* _Goal of the exercise_: Go through the entries below from the first line and transcribe each one exactly, ending with the line that contains "fn n_outputs(&self) -> usize;".

* _Dataset records_:
====

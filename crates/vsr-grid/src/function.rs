//! Time-dependent real functions used as voxel brains.

use core::f64::consts::PI;
use core::fmt;

use crate::{GridError, Key};

/// A function `(t, input) -> output` with fixed arity.
///
/// `apply` writes into a caller-owned buffer of exactly `n_outputs` values.
pub trait TimedRealFunction {
    fn apply(&self, t: f64, input: &[f64], output: &mut [f64]);

    fn n_inputs(&self) -> usize;

    fn n_outputs(&self) -> usize;

    fn check_dimension(&self, n_inputs: usize, n_outputs: usize) -> Result<(), GridError> {
        self.check_dimension_at(None, n_inputs, n_outputs)
    }

    fn check_dimension_at(&self, cell: Option<Key>, n_inputs: usize, n_outputs: usize) -> Result<(), GridError> {
        if self.n_inputs() == n_inputs && self.n_outputs() == n_outputs {
            return Ok(());
        }
        Err(GridError::DimensionMismatch {
            cell,
            expected_inputs: n_inputs,
            expected_outputs: n_outputs,
            found_inputs: self.n_inputs(),
            found_outputs: self.n_outputs(),
        })
    }
}

/// Ignores its input and always returns the same values.
#[derive(Debug, Clone, PartialEq)]
pub struct ConstantFunction {
    n_inputs: usize,
    values: Vec<f64>,
}

impl ConstantFunction {
    pub fn new(n_inputs: usize, values: Vec<f64>) -> Self {
        Self { n_inputs, values }
    }
}

impl TimedRealFunction for ConstantFunction {
    fn apply(&self, _t: f64, _input: &[f64], output: &mut [f64]) {
        for (o, v) in output.iter_mut().zip(&self.values) {
            *o = *v;
        }
    }

    fn n_inputs(&self) -> usize {
        self.n_inputs
    }

    fn n_outputs(&self) -> usize {
        self.values.len()
    }
}

type ApplyFn = dyn Fn(f64, &[f64], &mut [f64]);

/// A closure with declared arity.
pub struct FnFunction {
    n_inputs: usize,
    n_outputs: usize,
    f: Box<ApplyFn>,
}

impl FnFunction {
    pub fn new(n_inputs: usize, n_outputs: usize, f: impl Fn(f64, &[f64], &mut [f64]) + 'static) -> Self {
        Self {
            n_inputs,
            n_outputs,
            f: Box::new(f),
        }
    }
}

impl fmt::Debug for FnFunction {
    fn fmt(&self, f: &mut fmt::Formatter<'_>) -> fmt::Result {
        f.debug_struct("FnFunction")
            .field("n_inputs", &self.n_inputs)
            .field("n_outputs", &self.n_outputs)
            .finish_non_exhaustive()
    }
}

impl TimedRealFunction for FnFunction {
    fn apply(&self, t: f64, input: &[f64], output: &mut [f64]) {
        (self.f)(t, input, output)
    }

    fn n_inputs(&self) -> usize {
        self.n_inputs
    }

    fn n_outputs(&self) -> usize {
        self.n_outputs
    }
}

/// Open-loop gait: the first output is `amplitude * sin(2π frequency t + phase)`,
/// every other output (outgoing signals) is zero.
#[derive(Debug, Clone, Copy, PartialEq)]
pub struct SinusoidalFunction {
    pub n_inputs: usize,
    pub n_outputs: usize,
    pub amplitude: f64,
    pub frequency: f64,
    pub phase: f64,
}

impl TimedRealFunction for SinusoidalFunction {
    fn apply(&self, t: f64, _input: &[f64], output: &mut [f64]) {
        output.fill(0.0);
        if let Some(first) = output.first_mut() {
            *first = self.amplitude * (2.0 * PI * self.frequency * t + self.phase).sin();
        }
    }

    fn n_inputs(&self) -> usize {
        self.n_inputs
    }

    fn n_outputs(&self) -> usize {
        self.n_outputs
    }
}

====

* _Answer section_:
filename crates/vsr-grid/src/function.rs
//! Time-dependent real functions used as voxel brains.

use core::f64::consts::PI;
use core::fmt;

use crate::{GridError, Key};

/// A function `(t, input) -> output` with fixed arity.
///
/// `apply` writes into a caller-owned buffer of exactly `n_outputs` values.
pub trait TimedRealFunction {
    fn apply(&self, t: f64, input: &[f64], output: &mut [f64]);

    fn n_inputs(&self) -> usize;

    fn n_outputs(&self) -> usize;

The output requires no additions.